It is noteworthy that, in the twenty-two years since the Soering judgment, the Court has never found that an expulsion would be in violation of Article 6. This fact, when taken with the examples given in the preceding paragraph, serves to underline the Court’s view that “flagrant denial of justice” is a stringent test of unfairness. It goes beyond mere irregularities or lack of safeguards in the trial procedures such as might result in a breach of Article 6 if occurring within the Contracting State itself. What is required is a breach of the principles of fair trial guaranteed by Article 6 which is so fundamental as to amount to a nullification, or destruction of the very essence, of the right guaranteed by that Article. In assessing whether this test has been met, the Court considers that the same standard and burden of proof should apply as in Article 3 expulsion cases. Therefore, it is for the applicant to adduce evidence capable of proving that there are substantial grounds for believing that, if he is removed from a Contracting State, he would be exposed to a real risk of being subjected to a “flagrant denial of justice”. Where such evidence is adduced, it is for the Government to dispel any doubts about it (Saadi v. Italy).

       On 8 April 2009, the High Court of Justice, Divisional Court, Great Britain (UK) hearing the appeal against extradition of Vincent Brown aka Vincent Bajinja, Charles Munyaneza, Emmanuel Nteziryayo, Celestin Ugirashebuja v. The Govt. of Rwanda and The Secretary of State for the Home Department [85] concluded that that the appellants [5 ‘category one’ suspects]should not be sent back to Rwanda because of the real risk of a “flagrant denial of justice” by reason of their likely inability to adduce the evidence of supporting witnesses.[86] It explained that the ‘Organic Law’ was limited as to make provision only for witnesses in cases transferred from the ICTR and that there was no evidence as to how these provisions work in practice.[87] It seems as though the government of Rwanda and the judge had placed much reliance on the Organic Law, but available case law virtually has no evidence of its application in real cases.

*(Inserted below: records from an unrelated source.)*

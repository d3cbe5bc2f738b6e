//! Manifest model
//!
//! A [`Manifest`] is a shared handle over parsed sections, the declared
//! inputs and any extra context the driver stamps in. Cloning the handle is
//! cheap; every clone and every [`FeatureConfig`] view observes the same
//! data, so writes through a feature config are visible to the manifest and
//! to later template substitutions.
//!
//! Loading resolves the source (URL or path), applies `extends`
//! inheritance, declares inputs, computes the dependency order and settles
//! the namespace.

pub mod config;
pub mod inputs;
pub mod parser;
pub mod source;
pub mod template;

use std::cell::RefCell;
use std::collections::HashSet;
use std::fmt;
use std::io::{Read, Write};
use std::path::Path;
use std::rc::Rc;
use std::sync::LazyLock;

use indexmap::IndexMap;
use regex::Regex;
use tracing::{debug, warn};

pub use config::FeatureConfig;
pub use source::Credentials;

use crate::error::{self, Result, RiggerError};
use crate::resolver;
use crate::ui::prompt::Prompter;
use inputs::Inputs;
use parser::Sections;
use template::Context;

/// Section holding manifest-wide settings
pub const CONFIG_SECTION: &str = "config";

/// Keys of `[config]` a parent manifest never passes to its children
const NON_INHERITED: &[&str] = &["namespace", "source", "extends"];

static NAMESPACE_PATTERN: LazyLock<Option<Regex>> =
    LazyLock::new(|| Regex::new(r"([a-zA-Z0-9_-]+)(\.[a-zA-Z0-9_]+)?$").ok());

/// How a manifest is loaded
#[derive(Debug, Clone)]
pub struct LoadOptions {
    /// Namespace that wins over anything in the document
    pub namespace: Option<String>,
    /// Basic auth for remote sources
    pub credentials: Credentials,
    /// Reject invalid TLS certificates
    pub verify_certificate: bool,
    /// Follow `extends`
    pub do_inherit: bool,
}

impl Default for LoadOptions {
    fn default() -> Self {
        Self {
            namespace: None,
            credentials: Credentials::default(),
            verify_certificate: true,
            do_inherit: true,
        }
    }
}

#[derive(Debug, Default)]
struct ManifestData {
    sections: Sections,
    inputs: Inputs,
    additional_context: IndexMap<String, String>,
    namespace: Option<String>,
    order: Vec<String>,
}

/// Shared handle to a parsed manifest
#[derive(Clone)]
pub struct Manifest {
    data: Rc<RefCell<ManifestData>>,
    prompter: Rc<dyn Prompter>,
}

impl fmt::Debug for Manifest {
    fn fmt(&self, f: &mut fmt::Formatter<'_>) -> fmt::Result {
        let data = self.data.borrow();
        f.debug_struct("Manifest")
            .field("namespace", &data.namespace)
            .field("sections", &data.sections.keys().collect::<Vec<_>>())
            .finish_non_exhaustive()
    }
}
//! Staged edits to shell startup files
//!
//! Content is wrapped in namespace markers so that re-injecting replaces
//! the previous block instead of appending a duplicate:
//!
//! ```text
//! # >>> rigger:dev >>>
//! [ -d /home/me/.rigger/dev ] && . /home/me/.rigger/dev/.rc
//! # <<< rigger:dev <<<
//! ```
//!
//! Nothing touches disk until [`Injections::commit`].

use std::fs;
use std::path::{Path, PathBuf};

use indexmap::IndexMap;
use tracing::debug;

use crate::error::{self, Result};

/// Pending edits keyed by file
#[derive(Debug)]
pub struct Injections {
    namespace: String,
    /// `Some` injects the content, `None` clears the block
    pending: IndexMap<PathBuf, Option<String>>,
}

impl Injections {
    pub fn new(namespace: impl Into<String>) -> Self {
        Self {
            namespace: namespace.into(),
            pending: IndexMap::new(),
        }
    }

    /// Stage `content` as this namespace's block in `path`
    pub fn inject(&mut self, path: impl Into<PathBuf>, content: impl Into<String>) {
        self.pending.insert(path.into(), Some(content.into()));
    }

    /// Stage removal of this namespace's block from `path`
    pub fn clear(&mut self, path: impl Into<PathBuf>) {
        self.pending.insert(path.into(), None);
    }

    #[cfg(test)]
    pub fn has_pending(&self) -> bool {
        !self.pending.is_empty()
    }

    /// Apply every staged edit and return the files that changed
    ///
    /// # Errors
    ///
    /// Returns `FileReadFailed`/`FileWriteFailed` on the first file that
    /// cannot be updated; edits to earlier files stay applied.
    pub fn commit(&mut self) -> Result<Vec<PathBuf>> {
        let mut changed = Vec::new();
        for (path, content) in std::mem::take(&mut self.pending) {
            if self.apply(&path, content.as_deref())? {
                changed.push(path);
            }
        }
        Ok(changed)
    }

    fn apply(&self, path: &Path, content: Option<&str>) -> Result<bool> {
        let existing = match fs::read_to_string(path) {
            Ok(text) => text,
            Err(e) if e.kind() == std::io::ErrorKind::NotFound => {
                if content.is_none() {
                    return Ok(false);
                }
                String::new()
            }
            Err(e) => return Err(error::fs::read_failed(path, &e)),
        };

        let updated = self.rewrite(&existing, content);
        if updated == existing {
            return Ok(false);
        }
        if let Some(parent) = path.parent() {
            fs::create_dir_all(parent).map_err(|e| error::fs::write_failed(parent, &e))?;
        }
        fs::write(path, &updated).map_err(|e| error::fs::write_failed(path, &e))?;
        debug!(path = %path.display(), "updated injected block");
        Ok(true)
    }

    fn start_marker(&self) -> String {
        format!("# >>> rigger:{} >>>", self.namespace)
    }

    fn end_marker(&self) -> String {
        format!("# <<< rigger:{} <<<", self.namespace)
    }

    /// Drop any existing block, then append the new one if given
    fn rewrite(&self, text: &str, content: Option<&str>) -> String {
        let start = self.start_marker();
        let end = self.end_marker();

        let mut kept: Vec<&str> = Vec::new();
        let mut inside = false;
        for line in text.lines() {
            if line.trim() == start {
                inside = true;
            } else if inside && line.trim() == end {
                inside = false;
            } else if !inside {
                kept.push(line);
            }
        }

        let mut out = kept.join("\n");
        if !out.is_empty() {
            out.push('\n');
        }
        if let Some(content) = content {
            out.push_str(&start);
            out.push('\n');
            let body = content.trim_end();
            if !body.is_empty() {
                out.push_str(body);
                out.push('\n');
            }
            out.push_str(&end);
            out.push('\n');
        }
        out
    }
}

#[cfg(test)]
mod tests {
    use super::*;
    use tempfile::TempDir;

    #[test]
    fn test_inject_creates_file() {
        let temp = TempDir::new().unwrap();
        let rc = temp.path().join(".bashrc");
        let mut injections = Injections::new("dev");
        injections.inject(&rc, "source dev");

        let changed = injections.commit().unwrap();
        assert_eq!(changed, vec![rc.clone()]);
        assert_eq!(
            fs::read_to_string(&rc).unwrap(),
            "# >>> rigger:dev >>>\nsource dev\n# <<< rigger:dev <<<\n"
        );
        assert!(!injections.has_pending());
    }

    #[test]
    fn test_reinject_replaces_block() {
        let temp = TempDir::new().unwrap();
        let rc = temp.path().join(".bashrc");
        fs::write(&rc, "alias ll='ls -l'\n").unwrap();

        let mut injections = Injections::new("dev");
        injections.inject(&rc, "first");
        injections.commit().unwrap();
        injections.inject(&rc, "second");
        injections.commit().unwrap();

        let text = fs::read_to_string(&rc).unwrap();
        assert_eq!(text.matches("# >>> rigger:dev >>>").count(), 1);
        assert!(text.starts_with("alias ll='ls -l'\n"));
        assert!(text.contains("second"));
        assert!(!text.contains("first"));
    }

    #[test]
    fn test_unchanged_file_not_rewritten() {
        let temp = TempDir::new().unwrap();
        let rc = temp.path().join(".bashrc");
        let mut injections = Injections::new("dev");
        injections.inject(&rc, "line");
        injections.commit().unwrap();
        injections.inject(&rc, "line");
        assert!(injections.commit().unwrap().is_empty());
    }

    #[test]
    fn test_clear_removes_only_own_block() {
        let temp = TempDir::new().unwrap();
        let rc = temp.path().join(".bashrc");
        let mut dev = Injections::new("dev");
        let mut work = Injections::new("work");
        dev.inject(&rc, "dev line");
        dev.commit().unwrap();
        work.inject(&rc, "work line");
        work.commit().unwrap();

        dev.clear(&rc);
        dev.commit().unwrap();
        let text = fs::read_to_string(&rc).unwrap();
        assert!(!text.contains("dev line"));
        assert!(text.contains("work line"));
    }

    #[test]
    fn test_clear_missing_file_is_noop() {
        let temp = TempDir::new().unwrap();
        let rc = temp.path().join(".zshrc");
        let mut injections = Injections::new("dev");
        injections.clear(&rc);
        assert!(injections.commit().unwrap().is_empty());
        assert!(!rc.exists());
    }

    #[test]
    fn test_staged_edits_not_written_before_commit() {
        let temp = TempDir::new().unwrap();
        let rc = temp.path().join(".bashrc");
        let mut injections = Injections::new("dev");
        injections.inject(&rc, "line");
        assert!(!rc.exists());
        assert!(injections.has_pending());
    }
}
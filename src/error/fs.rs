//! File system errors

use std::path::Path;

use super::RiggerError;

/// Creates a file read failed error
pub fn read_failed(path: &Path, err: &std::io::Error) -> RiggerError {
    RiggerError::FileReadFailed {
        path: path.display().to_string(),
        reason: err.to_string(),
    }
}

/// Creates a file write failed error
pub fn write_failed(path: &Path, err: &std::io::Error) -> RiggerError {
    RiggerError::FileWriteFailed {
        path: path.display().to_string(),
        reason: err.to_string(),
    }
}

/// Creates an IO error
pub fn io_error(message: impl Into<String>) -> RiggerError {
    RiggerError::IoError {
        message: message.into(),
    }
}
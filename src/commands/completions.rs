//! Shell completions command

use clap::CommandFactory;

use crate::cli::CompletionsArgs;
use crate::error::{Result, RiggerError};

/// Generate shell completions
///
/// # Errors
///
/// Returns `UnknownShell` for an unsupported shell name.
pub fn run(args: CompletionsArgs) -> Result<()> {
    let shell_name = args.shell.to_lowercase();
    let shell = match shell_name.as_str() {
        "bash" => clap_complete::Shell::Bash,
        "elvish" => clap_complete::Shell::Elvish,
        "fish" => clap_complete::Shell::Fish,
        "powershell" | "pwsh" => clap_complete::Shell::PowerShell,
        "zsh" => clap_complete::Shell::Zsh,
        _ => return Err(RiggerError::UnknownShell { shell: args.shell }),
    };

    let mut cmd = <crate::cli::Cli as CommandFactory>::command();
    clap_complete::generate(shell, &mut cmd, "rigger", &mut std::io::stdout().lock());

    Ok(())
}
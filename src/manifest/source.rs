//! Manifest source retrieval
//!
//! A manifest location is either a URL (anything with a `scheme://` prefix)
//! or a local file path. `file://` URLs are read from disk; every other
//! scheme is fetched over HTTP(S) with optional basic auth.

use std::path::{Path, PathBuf};
use std::sync::LazyLock;

use regex::Regex;
use reqwest::StatusCode;
use tracing::{debug, info};

use crate::error::{self, Result, RiggerError};

static URL_SCHEME: LazyLock<Option<Regex>> =
    LazyLock::new(|| Regex::new(r"^[a-zA-Z][a-zA-Z0-9+.-]*://").ok());

/// Basic auth credentials for remote manifests
#[derive(Debug, Clone, Default, PartialEq, Eq)]
pub struct Credentials {
    pub username: Option<String>,
    pub password: Option<String>,
}

impl Credentials {
    pub fn new(username: Option<String>, password: Option<String>) -> Self {
        Self { username, password }
    }
}

/// Raw manifest text plus where it came from
#[derive(Debug, Clone)]
pub struct Fetched {
    /// Document body
    pub body: String,
    /// Canonical location recorded as `config.source`
    pub provenance: String,
    /// Directory relative `extends` paths resolve against
    pub base_dir: Option<PathBuf>,
}

/// Check if a location carries a URI scheme
pub fn is_url(location: &str) -> bool {
    URL_SCHEME
        .as_ref()
        .is_some_and(|re| re.is_match(location))
}

/// Read a manifest from a URL or local path
///
/// # Errors
///
/// `BadCredentials` on HTTP 401/403, `CertificateInvalid` when TLS
/// verification fails, `ManifestFetch` for other network failures and
/// `ManifestRead` when a local file cannot be read.
pub fn read_location(
    location: &str,
    credentials: &Credentials,
    verify_certificate: bool,
) -> Result<Fetched> {
    if let Some(path) = location.strip_prefix("file://") {
        return read_path(Path::new(path));
    }
    if is_url(location) {
        let body = fetch_url(location, credentials, verify_certificate)?;
        return Ok(Fetched {
            body,
            provenance: location.to_string(),
            base_dir: None,
        });
    }
    read_path(Path::new(location))
}

/// Resolve a location named by `extends` against the extending manifest
pub fn resolve_relative(location: &str, base_dir: Option<&Path>) -> String {
    if is_url(location) {
        return location.to_string();
    }
    let path = Path::new(location);
    match base_dir {
        Some(base) if path.is_relative() => base.join(path).display().to_string(),
        _ => location.to_string(),
    }
}

fn read_path(path: &Path) -> Result<Fetched> {
    debug!(path = %path.display(), "reading manifest");
    let body = std::fs::read_to_string(path)
        .map_err(|e| error::manifest::read_failed(path.display().to_string(), e.to_string()))?;
    let canonical = dunce::canonicalize(path).unwrap_or_else(|_| path.to_path_buf());
    Ok(Fetched {
        body,
        base_dir: canonical.parent().map(Path::to_path_buf),
        provenance: canonical.display().to_string(),
    })
}

fn fetch_url(url: &str, credentials: &Credentials, verify_certificate: bool) -> Result<String> {
    info!(url = %url, "fetching manifest");

    let client = reqwest::blocking::Client::builder()
        .danger_accept_invalid_certs(!verify_certificate)
        .build()
        .map_err(|e| error::manifest::fetch_failed(url, e.to_string()))?;

    let mut request = client.get(url);
    if let Some(username) = &credentials.username {
        request = request.basic_auth(username, credentials.password.as_ref());
    }

    let response = request.send().map_err(|e| classify_send_error(url, &e))?;

    match response.status() {
        StatusCode::UNAUTHORIZED | StatusCode::FORBIDDEN => Err(RiggerError::BadCredentials {
            url: url.to_string(),
        }),
        status if !status.is_success() => Err(error::manifest::fetch_failed(
            url,
            format!("HTTP {status}"),
        )),
        _ => response
            .text()
            .map_err(|e| error::manifest::fetch_failed(url, e.to_string())),
    }
}

fn classify_send_error(url: &str, err: &reqwest::Error) -> RiggerError {
    let mut cause: Option<&dyn std::error::Error> = Some(err);
    while let Some(current) = cause {
        if current.to_string().to_lowercase().contains("certificate") {
            return RiggerError::CertificateInvalid {
                url: url.to_string(),
            };
        }
        cause = current.source();
    }
    error::manifest::fetch_failed(url, err.to_string())
}

#[cfg(test)]
mod tests {
    use super::*;
    use tempfile::TempDir;

    #[test]
    fn test_is_url() {
        assert!(is_url("https://example.com/dev.cfg"));
        assert!(is_url("file:///tmp/dev.cfg"));
        assert!(is_url("git+ssh://host/x"));
        assert!(!is_url("/tmp/dev.cfg"));
        assert!(!is_url("relative/dev.cfg"));
        assert!(!is_url("C:\\dev.cfg"));
    }

    #[test]
    fn test_read_local_path_records_canonical_provenance() {
        let temp = TempDir::new().unwrap();
        let path = temp.path().join("dev.cfg");
        std::fs::write(&path, "[config]\n").unwrap();

        let fetched = read_location(path.to_str().unwrap(), &Credentials::default(), true).unwrap();
        assert_eq!(fetched.body, "[config]\n");
        let canonical = dunce::canonicalize(&path).unwrap();
        assert_eq!(fetched.provenance, canonical.display().to_string());
        assert_eq!(fetched.base_dir.as_deref(), canonical.parent());
    }

    #[test]
    fn test_read_file_url() {
        let temp = TempDir::new().unwrap();
        let path = temp.path().join("dev.cfg");
        std::fs::write(&path, "[a]\n").unwrap();

        let url = format!("file://{}", path.display());
        let fetched = read_location(&url, &Credentials::default(), true).unwrap();
        assert_eq!(fetched.body, "[a]\n");
    }

    #[test]
    fn test_missing_file_is_read_error() {
        let err = read_location("/definitely/not/here.cfg", &Credentials::default(), true)
            .unwrap_err();
        assert!(matches!(err, RiggerError::ManifestRead { .. }));
    }

    #[test]
    fn test_resolve_relative() {
        let base = Path::new("/srv/manifests");
        assert_eq!(
            resolve_relative("base.cfg", Some(base)),
            Path::new("/srv/manifests").join("base.cfg").display().to_string()
        );
        assert_eq!(resolve_relative("/abs/base.cfg", Some(base)), "/abs/base.cfg");
        assert_eq!(
            resolve_relative("https://x/base.cfg", Some(base)),
            "https://x/base.cfg"
        );
        assert_eq!(resolve_relative("base.cfg", None), "base.cfg");
    }
}
//! Updating existing checkouts

use std::path::Path;

use git2::{Repository, build::CheckoutBuilder};
use tracing::{debug, info};

use super::clone::fetch_options;
use super::error::interpret_git_error;
use crate::error::{self, Result};

/// Outcome of [`fast_forward`]
#[derive(Debug, Clone, Copy, PartialEq, Eq)]
pub enum Pull {
    UpToDate,
    FastForwarded,
}

fn current_branch(repo: &Repository) -> Result<String> {
    let head = repo.head()?;
    head.shorthand()
        .filter(|_| head.is_branch())
        .map(str::to_string)
        .ok_or_else(|| error::git::operation_failed("HEAD is not on a branch"))
}

/// URL of the `origin` remote of the repository at `path`
#[cfg(test)]
pub fn origin_url(path: &Path) -> Option<String> {
    let repo = Repository::open(path).ok()?;
    let remote = repo.find_remote("origin").ok()?;
    remote.url().map(str::to_string)
}

/// Fetch `branch` (default: the checked out branch) from `origin` and
/// fast-forward the local branch
///
/// # Errors
///
/// Returns `GitOperationFailed` when the repository cannot be opened or
/// fetched, or when local history has diverged from the remote.
pub fn fast_forward(path: &Path, branch: Option<&str>) -> Result<Pull> {
    let repo = Repository::open(path).map_err(|e| {
        error::git::operation_failed(format!(
            "Failed to open repository at '{}': {}",
            path.display(),
            e.message()
        ))
    })?;

    let branch = match branch {
        Some(branch) => branch.to_string(),
        None => current_branch(&repo)?,
    };
    let branch = branch.as_str();

    let mut remote = repo.find_remote("origin")?;
    remote
        .fetch(&[branch], Some(&mut fetch_options()), None)
        .map_err(|e| error::git::operation_failed(interpret_git_error(&e)))?;

    let fetch_head = repo.find_reference("FETCH_HEAD")?;
    let incoming = repo.reference_to_annotated_commit(&fetch_head)?;
    let (analysis, _) = repo.merge_analysis(&[&incoming])?;

    if analysis.is_up_to_date() {
        debug!(path = %path.display(), "checkout already up to date");
        return Ok(Pull::UpToDate);
    }
    if !analysis.is_fast_forward() {
        return Err(error::git::operation_failed(format!(
            "Local branch '{branch}' has diverged from origin; refusing to overwrite"
        )));
    }

    let refname = format!("refs/heads/{branch}");
    match repo.find_reference(&refname) {
        Ok(mut reference) => {
            reference.set_target(incoming.id(), "rigger: fast-forward")?;
        }
        Err(_) => {
            repo.reference(&refname, incoming.id(), true, "rigger: fast-forward")?;
        }
    }
    repo.set_head(&refname)?;
    repo.checkout_head(Some(CheckoutBuilder::default().force()))?;

    info!(path = %path.display(), branch = %branch, "fast-forwarded checkout");
    Ok(Pull::FastForwarded)
}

To further elucidate, there was no extradition treaty between the UK and Rwanda and the British authorities did not consider themselves to be in a position to prosecute the suspects directly due to a lack of universal jurisdiction over the crime of genocide. Consequently,British and Rwandan authorities signed Memoranda of Understanding (MoUs) in respect of each of the suspects in September 2006, in effect putting into place legal instruments‘whereby Rwanda could submit and the British could receive their extradition requests’. Though the Human Rights Watch agreed with the U.K. court’s assessment that they would not be guaranteed a fair trial in Rwanda, it, however also criticized the court’s decision to release the four men instead of recommending their prosecution in the UK. [88] It appears as though the Govt. of Rwanda will soon push an appeal against this decision of the UK High Court of Justice on grounds that “the country [i.e. Rwanda] has proven itself on the international standards of a fair justice system, has abolished the death penalty, suspects get required legal assistance and the conditions in prisons are conducive, and does not understand why can’t these suspects be sent”. [89]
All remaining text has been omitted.